*** Recorded data

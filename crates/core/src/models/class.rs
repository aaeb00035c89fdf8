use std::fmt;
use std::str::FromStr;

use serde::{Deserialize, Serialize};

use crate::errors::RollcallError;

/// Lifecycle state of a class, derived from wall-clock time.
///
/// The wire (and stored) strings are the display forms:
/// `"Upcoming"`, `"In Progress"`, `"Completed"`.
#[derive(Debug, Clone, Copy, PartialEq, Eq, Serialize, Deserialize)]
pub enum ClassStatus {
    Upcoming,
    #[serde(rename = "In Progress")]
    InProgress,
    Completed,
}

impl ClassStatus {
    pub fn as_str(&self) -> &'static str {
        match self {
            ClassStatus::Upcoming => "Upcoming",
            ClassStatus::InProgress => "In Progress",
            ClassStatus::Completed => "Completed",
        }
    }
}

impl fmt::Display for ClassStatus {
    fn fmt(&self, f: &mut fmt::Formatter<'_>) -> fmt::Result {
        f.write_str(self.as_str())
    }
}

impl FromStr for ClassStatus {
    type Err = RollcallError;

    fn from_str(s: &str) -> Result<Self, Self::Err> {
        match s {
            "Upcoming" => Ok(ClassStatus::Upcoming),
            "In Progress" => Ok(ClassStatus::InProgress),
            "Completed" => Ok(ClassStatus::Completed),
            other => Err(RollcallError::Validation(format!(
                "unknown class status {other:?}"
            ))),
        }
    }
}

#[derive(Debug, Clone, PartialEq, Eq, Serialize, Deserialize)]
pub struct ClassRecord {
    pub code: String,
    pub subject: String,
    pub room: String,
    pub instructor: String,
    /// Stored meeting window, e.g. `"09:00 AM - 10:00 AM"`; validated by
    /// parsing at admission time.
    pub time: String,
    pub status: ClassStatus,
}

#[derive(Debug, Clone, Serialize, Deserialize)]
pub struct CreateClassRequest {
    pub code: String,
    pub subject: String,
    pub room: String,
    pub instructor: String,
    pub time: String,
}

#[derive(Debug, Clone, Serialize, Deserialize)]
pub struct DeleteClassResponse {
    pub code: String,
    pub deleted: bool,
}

******
*** Recorded data

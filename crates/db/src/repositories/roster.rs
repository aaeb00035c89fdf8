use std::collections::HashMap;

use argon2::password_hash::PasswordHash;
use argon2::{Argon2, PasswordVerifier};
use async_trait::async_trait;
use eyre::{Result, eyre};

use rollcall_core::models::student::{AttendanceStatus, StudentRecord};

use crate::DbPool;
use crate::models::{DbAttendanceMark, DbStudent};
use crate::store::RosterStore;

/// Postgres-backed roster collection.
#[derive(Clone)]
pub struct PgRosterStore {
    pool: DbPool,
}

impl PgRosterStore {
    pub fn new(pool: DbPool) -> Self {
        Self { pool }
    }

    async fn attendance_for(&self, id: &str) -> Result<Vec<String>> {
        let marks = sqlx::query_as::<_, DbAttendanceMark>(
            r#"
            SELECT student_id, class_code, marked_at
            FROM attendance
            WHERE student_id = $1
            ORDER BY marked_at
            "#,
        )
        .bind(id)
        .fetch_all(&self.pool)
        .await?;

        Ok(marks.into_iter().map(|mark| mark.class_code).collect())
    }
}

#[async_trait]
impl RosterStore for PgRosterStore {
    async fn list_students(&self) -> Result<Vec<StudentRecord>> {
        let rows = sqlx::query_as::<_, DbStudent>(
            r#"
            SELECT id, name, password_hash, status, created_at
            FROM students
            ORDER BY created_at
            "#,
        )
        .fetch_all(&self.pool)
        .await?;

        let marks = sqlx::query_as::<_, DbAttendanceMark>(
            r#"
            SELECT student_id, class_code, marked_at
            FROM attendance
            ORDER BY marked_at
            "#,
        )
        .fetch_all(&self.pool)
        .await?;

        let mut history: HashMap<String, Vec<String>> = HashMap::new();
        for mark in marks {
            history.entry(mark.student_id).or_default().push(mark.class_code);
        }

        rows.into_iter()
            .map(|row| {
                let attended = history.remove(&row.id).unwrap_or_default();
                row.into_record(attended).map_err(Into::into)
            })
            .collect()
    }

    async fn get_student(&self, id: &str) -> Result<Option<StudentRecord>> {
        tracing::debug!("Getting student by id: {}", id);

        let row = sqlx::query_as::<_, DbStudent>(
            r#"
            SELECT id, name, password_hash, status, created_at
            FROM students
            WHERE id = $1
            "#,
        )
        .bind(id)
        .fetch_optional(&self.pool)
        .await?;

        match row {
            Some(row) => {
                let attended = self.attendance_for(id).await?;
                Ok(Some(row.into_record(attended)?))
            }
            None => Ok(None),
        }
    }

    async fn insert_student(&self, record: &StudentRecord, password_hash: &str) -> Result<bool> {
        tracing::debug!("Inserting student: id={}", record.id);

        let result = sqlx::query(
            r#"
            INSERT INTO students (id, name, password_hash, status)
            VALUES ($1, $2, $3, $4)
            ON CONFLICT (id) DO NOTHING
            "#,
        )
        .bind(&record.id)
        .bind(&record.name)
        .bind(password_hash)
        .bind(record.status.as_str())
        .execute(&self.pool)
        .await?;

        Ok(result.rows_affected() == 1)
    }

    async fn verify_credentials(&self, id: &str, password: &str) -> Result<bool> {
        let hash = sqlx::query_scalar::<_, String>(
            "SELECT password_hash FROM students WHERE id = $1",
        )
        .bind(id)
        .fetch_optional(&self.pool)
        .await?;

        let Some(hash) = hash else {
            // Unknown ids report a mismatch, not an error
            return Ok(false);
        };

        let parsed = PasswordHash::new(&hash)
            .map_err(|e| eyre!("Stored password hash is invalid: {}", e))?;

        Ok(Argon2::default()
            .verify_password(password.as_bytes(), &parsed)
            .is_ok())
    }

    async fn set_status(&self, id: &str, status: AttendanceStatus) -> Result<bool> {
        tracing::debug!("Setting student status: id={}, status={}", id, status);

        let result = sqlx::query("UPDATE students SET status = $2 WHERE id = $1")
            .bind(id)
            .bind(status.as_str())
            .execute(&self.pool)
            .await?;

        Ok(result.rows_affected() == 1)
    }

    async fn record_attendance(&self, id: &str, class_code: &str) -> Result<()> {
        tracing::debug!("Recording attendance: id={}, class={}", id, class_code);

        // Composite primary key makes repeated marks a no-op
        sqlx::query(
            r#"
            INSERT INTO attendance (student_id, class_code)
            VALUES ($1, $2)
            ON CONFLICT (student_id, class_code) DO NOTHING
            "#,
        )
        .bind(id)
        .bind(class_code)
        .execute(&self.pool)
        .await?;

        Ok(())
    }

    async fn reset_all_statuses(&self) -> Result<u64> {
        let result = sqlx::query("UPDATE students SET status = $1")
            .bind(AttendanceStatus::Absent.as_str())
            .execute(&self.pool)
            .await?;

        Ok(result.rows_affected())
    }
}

******
*** Recorded data

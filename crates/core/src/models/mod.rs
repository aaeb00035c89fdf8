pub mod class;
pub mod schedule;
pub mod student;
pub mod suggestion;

******

What you need to do. Where in the records above does the word "crates" appear? Copy each line that holds it.

The answer.
filename crates/core/src/models/class.rs
filename crates/db/src/repositories/roster.rs
filename crates/core/src/models/mod.rs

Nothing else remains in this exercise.